Page 3 of Little Girl Vanished
I gave Louise a sarcastic smile as I sat down at her table in the dimly lit bar. “Hello to you too.”
Considering I didn’t know her very well, I figured I must look pretty bad.
To be fair, I hadn’t seen Louise in a few months, not since she’d shown up at my house as a Little Rock police officer to take a breaking and entering report in the dead of night. I’d been a detective with the department on paid leave after a shooting.
I’d thought I’d hit rock bottom back then.
That seemed like ages ago.
Before she’d left her position in Little Rock in favor of a job at the Lone County, Arkansas sheriff’s department, she’d told me, Even rats leave a sinking ship. We hadn’t talked about it much since, but I believed her. I wanted it to be true because it would mean I wasn’t the kind of person who imagined guns and bullets. The kind of person who killed a kid by mistake.
“Interesting place,” I said, glancing around. “Seems like an odd place for a bar, this far out of town.” When she’d suggested we meet at Scooter’s Tavern, I’d been surprised but also relieved. It was ten miles outside of Jackson Creek, which would hopefully be enough to save me from running into anyone who’d recognize me.
She gave me a smug grin. “It’s next to the Grant County line.” Lifting her bottle of beer, she added, “Grant County’s dry.”
It seemed crazy that in this day and age some counties in the state still refused or had strict limitations on the sale of alcohol, but the proof was just a few miles away.
She leaned in closer and lowered her voice. “How are you doing? Really.”
I’d just lied through my teeth with that therapist, but Louise was my friend.
Still, I didn’t want to acknowledge how far I’d fallen. “I’m gonna need a drink before we get into that.”
“Fair enough.” She took my order—Jack and Coke, of course—and headed up to the bar to get us a round, giving me a chance to decompress. I’d been nervous about seeing Louise again, worried about what she’d think of me now—the disgraced ex-detective who would likely never work in law enforcement again.

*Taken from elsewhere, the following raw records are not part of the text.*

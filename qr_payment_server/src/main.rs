use dotenvy::dotenv;
use log::info;
use qr_payment_server::{config::ServerConfig, server::run_server};

#[actix_web::main]
async fn main() {
    dotenv().ok();
    env_logger::init();
    let config = ServerConfig::from_env_or_default();

    info!("🚀️ Starting payment gateway on {}:{}", config.host, config.port);
    match run_server(config).await {
        Ok(_) => println!("Bye!"),
        Err(e) => eprintln!("{e}"),
    }
}
mod helpers;
mod mocks;
mod payments;
mod worker;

She came back a few minutes later with a highball glass and a bottle of beer, and I caught a couple of men staring at her ass before she slid into her booth seat and placed the glass in front of me. Louise had always been pretty, with long dark hair that hung down her back, but she looked much more relaxed and happy than she had in Little Rock. The move to Lone County had been good for her.
Too bad I couldn’t say the same for myself.
My mouth watered at the sight of the drink, and I had a sudden desperation to slam it down to ease my anxiety.
Instead, I picked it up and took a casual sip. “Tell me about your job,” I said, eager to turn the conversation away from me.
She told me that while she loved the sheriff, some of the deputies were giving her a hard time. She was one of two female deputies in the department and some of the men had let her know they didn’t appreciate her presence. The sheriff didn’t put up with their bullshit, but he only knew about a quarter of what was going on, and she wasn’t about to tattle.
“Okay,” she said after answering my questions for ten minutes, her gaze on me. “How are you doing? Really. And not some bullshit answer. It’s me you’re talking to. The person who had your back in Little Rock when no one else did.”
I wiped condensation from the side of my nearly empty glass and gave her another sarcastic grin. “Great. What thirty-six-year-old doesn’t love living with their parents?”
She laughed. “I offered you a place to stay.”
She had, several times, but I carried around a stink she didn’t need associated with her. She was already facing an uphill battle in her new department. My baggage would only weigh her down.
“It’s only temporary. Until I figure out where to go…” I shrugged. “And what to do.”
We were both silent for a moment until she said, “What those assholes did to you wasn’t right, Harper.”
My thumb slid up and down the side of the glass, focusing on it and not the anxiety racing through my body. I took another drink, finishing it off. The burn in my stomach started to relax my tight muscles.
“Yeah, well…” I let the weight of my words hang in the air. It wasn’t right, but there wasn’t a damn thing I could do about it. I was lucky they’d just backed me into a corner and not a jail cell.
“Harper.” Pity tinged her voice, making me flinch. I’d had plenty of people pity me over the years, and I hated it. Anger and frustration I could deal with. But nothing was as suffocating as pity. “I believed you then, and I believe you now. You know that, right? That kid had a gun, and someone made it disappear.”
She’d told me the same thing four months ago, the night she’d shown up at my house after that final break-in, but it felt good to be reminded that someone believed me.
“I’m gonna get another drink,” I said a little too brightly, making the words sound brittle. “Want anything?”
Worry filled her eyes, but she lifted her half-empty bottle. “I’m good.”